For RNAseq and RADseq workflows, data uploading and read pre-processing are easily done with low-power instances, therefore at a minimal cost. Transcriptome assembly and mapping to reference genome are the most limiting task of the workflows (Miller, Koren & Sutton, 2010; Mora-Márquez et al., 2020), both in terms of the storage required for intermediate and output files and of the RAM and CPU number required to run the application. In these cases, memory oriented instances are more efficient than compute-oriented instances because the intrinsic nature of the assembly algorithms. It must be stressed out that memory and CPU requirements of de novo RNAseq assemblies grow linearly with read number for Trinity, and exponentially for SOAPdenovo-Trans (Mora-Márquez et al., 2020).

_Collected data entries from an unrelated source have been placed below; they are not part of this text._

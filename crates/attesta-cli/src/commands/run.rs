//! `attesta run` — Run one issue → present → verify exchange and render the
//! results.

use clap::Args;
use std::path::PathBuf;

use attesta_core::Claim;
use attesta_sim::Scenario;

use crate::config::CliConfig;

#[derive(Args, Debug)]
pub struct RunArgs {
    /// Configuration file with a [scenario] section.
    #[arg(short, long)]
    pub config: Option<PathBuf>,

    /// Issuer display name (overrides the config).
    #[arg(long)]
    pub issuer: Option<String>,

    /// Holder display name (overrides the config).
    #[arg(long)]
    pub holder: Option<String>,

    /// Verifier display name (overrides the config).
    #[arg(long)]
    pub verifier: Option<String>,

    /// Claim as `name=value`; repeat for multiple claims. Replaces the
    /// configured claim set when given.
    #[arg(long = "claim", value_name = "NAME=VALUE")]
    pub claims: Vec<String>,

    /// Print the full report as one JSON document instead of text.
    #[arg(long)]
    pub json: bool,
}

pub fn run(args: &RunArgs) -> anyhow::Result<()> {
    let config = match &args.config {
        Some(path) => CliConfig::load(path)?,
        None => CliConfig::default(),
    };

    init_tracing(&config.logging.level);

    let scenario = apply_overrides(config.scenario, args)?;
    let report = attesta_sim::run(&scenario)?;

    if args.json {
        // Key-sorted structured output.
        let value = serde_json::to_value(&report)?;
        println!("{}", serde_json::to_string_pretty(&value)?);
        return Ok(());
    }

    println!("=== Credential Issued ===");
    println!(
        "{}",
        serde_json::to_string_pretty(&serde_json::to_value(&report.credential)?)?
    );
    println!();
    println!("=== Presentation ===");
    println!(
        "{}",
        serde_json::to_string_pretty(&serde_json::to_value(&report.presentation)?)?
    );
    println!();
    println!(
        "Verification result: {}",
        if report.valid { "VALID" } else { "INVALID" }
    );
    println!();
    println!("Issuer DID:   {}", report.issuer_did);
    println!("Holder DID:   {}", report.holder_did);
    println!("Verifier DID: {}", report.verifier_did);

    Ok(())
}

fn apply_overrides(mut scenario: Scenario, args: &RunArgs) -> anyhow::Result<Scenario> {
    if let Some(name) = &args.issuer {
        scenario.issuer_name = name.clone();
    }
    if let Some(name) = &args.holder {
        scenario.holder_name = name.clone();
    }
    if let Some(name) = &args.verifier {
        scenario.verifier_name = name.clone();
    }
    if !args.claims.is_empty() {
        scenario.claims = args
            .claims
            .iter()
            .map(|raw| parse_claim(raw))
            .collect::<anyhow::Result<Vec<Claim>>>()?;
    }
    Ok(scenario)
}

fn parse_claim(raw: &str) -> anyhow::Result<Claim> {
    let (name, value) = raw
        .split_once('=')
        .ok_or_else(|| anyhow::anyhow!("claim must be NAME=VALUE, got: {}", raw))?;
    Ok(Claim::new(name, value))
}

fn init_tracing(level: &str) {
    use tracing_subscriber::EnvFilter;

    let filter =
        EnvFilter::try_from_default_env().unwrap_or_else(|_| EnvFilter::new(level.to_string()));
    let _ = tracing_subscriber::fmt().with_env_filter(filter).try_init();
}
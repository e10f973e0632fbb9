//! Attesta Core — Fundamental types, errors, and the clock abstraction for
//! the Attesta credential exchange simulator.

pub mod clock;
pub mod error;
pub mod types;

pub use clock::{Clock, FixedClock, SystemClock};
pub use error::CoreError;
pub use types::{Claim, CredentialData, Did};
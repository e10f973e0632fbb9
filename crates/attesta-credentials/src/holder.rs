use rand::RngCore;

use attesta_core::Did;
use attesta_identity::{generate_did, Credential, Presentation};

use crate::error::CredentialError;

/// Stores received credentials and derives presentations from them.
pub struct Holder {
    /// Display name of the holding actor.
    name: String,
    /// DID assigned at construction.
    did: Did,
    /// Received credentials in arrival order.
    credentials: Vec<Credential>,
}

impl Holder {
    /// Create a holder with OS entropy.
    pub fn new(name: &str) -> Result<Self, CredentialError> {
        Self::with_rng(name, &mut rand::rngs::OsRng)
    }

    /// Create a holder with an explicit entropy source.
    pub fn with_rng(name: &str, rng: &mut dyn RngCore) -> Result<Self, CredentialError> {
        let did = generate_did(name, rng)?;
        Ok(Self {
            name: name.to_string(),
            did,
            credentials: Vec::new(),
        })
    }

    /// Display name of this holder.
    pub fn name(&self) -> &str {
        &self.name
    }

    /// DID of this holder.
    pub fn did(&self) -> &Did {
        &self.did
    }

    /// Store a credential at the end of the sequence.
    ///
    /// The incoming digest is not checked here; a caller that wants to fail
    /// fast on tampered input can run `Credential::verify_integrity` first.
    pub fn receive(&mut self, credential: Credential) {
        tracing::debug!(
            holder = %self.did,
            issuer = %credential.issuer,
            position = self.credentials.len(),
            "credential stored"
        );
        self.credentials.push(credential);
    }

    /// Present the stored credential at `index` (0 = first received).
    pub fn present(&self, index: usize) -> Result<Presentation, CredentialError> {
        let credential =
            self.credentials
                .get(index)
                .ok_or(CredentialError::InvalidIndex {
                    index,
                    count: self.credentials.len(),
                })?;

        tracing::debug!(
            holder = %self.did,
            commitment = %credential.commitment,
            "presentation derived"
        );

        Ok(Presentation::from_credential(self.did.clone(), credential))
    }

    /// Stored credential at `index`, if any.
    pub fn get(&self, index: usize) -> Option<&Credential> {
        self.credentials.get(index)
    }

    /// All stored credentials in arrival order.
    pub fn credentials(&self) -> &[Credential] {
        &self.credentials
    }

    /// Number of stored credentials.
    pub fn count(&self) -> usize {
        self.credentials.len()
    }

    /// Whether nothing has been received yet.
    pub fn is_empty(&self) -> bool {
        self.credentials.is_empty()
    }
}
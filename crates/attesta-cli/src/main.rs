//! Attesta CLI — command-line interface for the credential exchange
//! simulator.
//!
//! Subcommands: init, run, did.

mod commands;
mod config;

use clap::{Parser, Subcommand};

/// Attesta — verifiable-credential exchange simulator.
#[derive(Parser, Debug)]
#[command(name = "attesta", version, about, long_about = None)]
struct Cli {
    #[command(subcommand)]
    command: Commands,
}

#[derive(Subcommand, Debug)]
enum Commands {
    /// Write a default scenario configuration file.
    Init(commands::init::InitArgs),
    /// Run one issue → present → verify exchange.
    Run(commands::run::RunArgs),
    /// Generate a DID for a display name.
    Did(commands::did::DidArgs),
}

fn main() -> anyhow::Result<()> {
    let cli = Cli::parse();

    match &cli.command {
        Commands::Init(args) => commands::init::run(args),
        Commands::Run(args) => commands::run::run(args),
        Commands::Did(args) => commands::did::run(args),
    }
}
use rand::RngCore;

use attesta_core::Did;

use crate::error::IdentityError;

/// Generate a DID for an actor display name using the given entropy source.
///
/// The name is normalized (lowercased, whitespace removed) into the DID
/// slug; a 64-bit random tag keeps identifiers distinct even for actors
/// sharing a display name. Empty and whitespace-only names are rejected.
pub fn generate_did(name: &str, rng: &mut dyn RngCore) -> Result<Did, IdentityError> {
    let slug = normalize(name);
    if slug.is_empty() {
        return Err(IdentityError::EmptyName);
    }
    let tag = rng.next_u64();
    Ok(Did::from_parts(&format!("{:016x}", tag), &slug))
}

/// Generate a DID from the operating system's entropy source.
pub fn random_did(name: &str) -> Result<Did, IdentityError> {
    generate_did(name, &mut rand::rngs::OsRng)
}

fn normalize(name: &str) -> String {
    name.chars()
        .filter(|c| !c.is_whitespace())
        .flat_map(char::to_lowercase)
        .collect()
}
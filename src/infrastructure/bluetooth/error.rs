use crate::domain::models::SessionState;
use thiserror::Error;

/// Failure reported by a link backend for a single GATT operation
#[derive(Debug, Clone, Error, PartialEq, Eq)]
pub enum LinkError {
    #[error("link is closed")]
    Closed,

    #[error("characteristic {0} not available")]
    MissingCharacteristic(&'static str),

    #[error("GATT operation failed: {0}")]
    Gatt(String),
}

#[cfg(windows)]
impl From<windows::core::Error> for LinkError {
    fn from(e: windows::core::Error) -> Self {
        Self::Gatt(e.to_string())
    }
}

/// Device selection or link establishment failed
#[derive(Debug, Error)]
pub enum ConnectionError {
    #[error("no device selected")]
    NoDeviceSelected,

    #[error("no device found within {0} ms")]
    ScanTimeout(u64),

    #[error("service {0} not found")]
    ServiceNotFound(&'static str),

    #[error("link establishment failed: {0}")]
    Link(#[from] LinkError),
}

#[cfg(windows)]
impl From<windows::core::Error> for ConnectionError {
    fn from(e: windows::core::Error) -> Self {
        Self::Link(e.into())
    }
}

/// Initialization steps, in the order they run
#[derive(Debug, Clone, Copy, PartialEq, Eq)]
pub enum InitStep {
    Unlock,
    TxPower,
    WakeCpu,
    SubscribeTelemetry,
    BackLed,
    Heading,
}

/// A step of the wake sequence failed
#[derive(Debug, Error)]
#[error("initialization failed at {step:?}: {source}")]
pub struct InitializationError {
    pub step: InitStep,
    #[source]
    pub source: TransmitError,
}

/// A single framed write failed
#[derive(Debug, Error)]
pub enum TransmitError {
    #[error("channel closed")]
    Closed,

    #[error("frame encoding failed: {0}")]
    Frame(#[from] super::protocol::FrameError),

    #[error("write failed: {0}")]
    Link(#[from] LinkError),
}

#[derive(Debug, Error)]
pub enum SessionError {
    #[error("session already used (state {0:?}); create a new session")]
    AlreadyUsed(SessionState),

    #[error(transparent)]
    Connection(#[from] ConnectionError),

    #[error(transparent)]
    Initialization(#[from] InitializationError),

    #[error("sleep command failed: {0}")]
    Transmit(#[from] TransmitError),
}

For functional annotation with TOA, the main hardware limitations are produced in the BLAST+ or DIAMOND homology search step that requires a minimum of 4 CPUs and 32 GiB instances for small datasets, but larger instance types are required for bigger datasets (e.g., a full transcriptome) or to reduce runtimes. It should be also noted that DIAMOND pipelines can be run in shorter times than BLAST+ pipelines (Buchfink, Xie & Huson, 2015; Mora-Márquez et al., 2021). A sufficient provision of storage volumes is also recommended to run the functional annotation workflow, to take full advantage of TOA capabilities.
Conclusions
NGScloud2 has significantly expanded the types of bioinformatics workflows to run using Amazon Web Services since its previous version. This new version has incorporated major technical improvements that optimize the use of popular software applications otherwise inaccessible to non-specialized users lacking suitable hardware infrastructures. Moreover, these technical improvements are oriented to significantly reduce costs by simplifying data access and taking advantage of EC2 spot instances that may produce savings of up to 50–80% in many steps of the analysis. Therefore, NGScloud2 constitutes a good alternative to other cloud-based platform to analyze RNAseq and RADseq data in model and non-model species.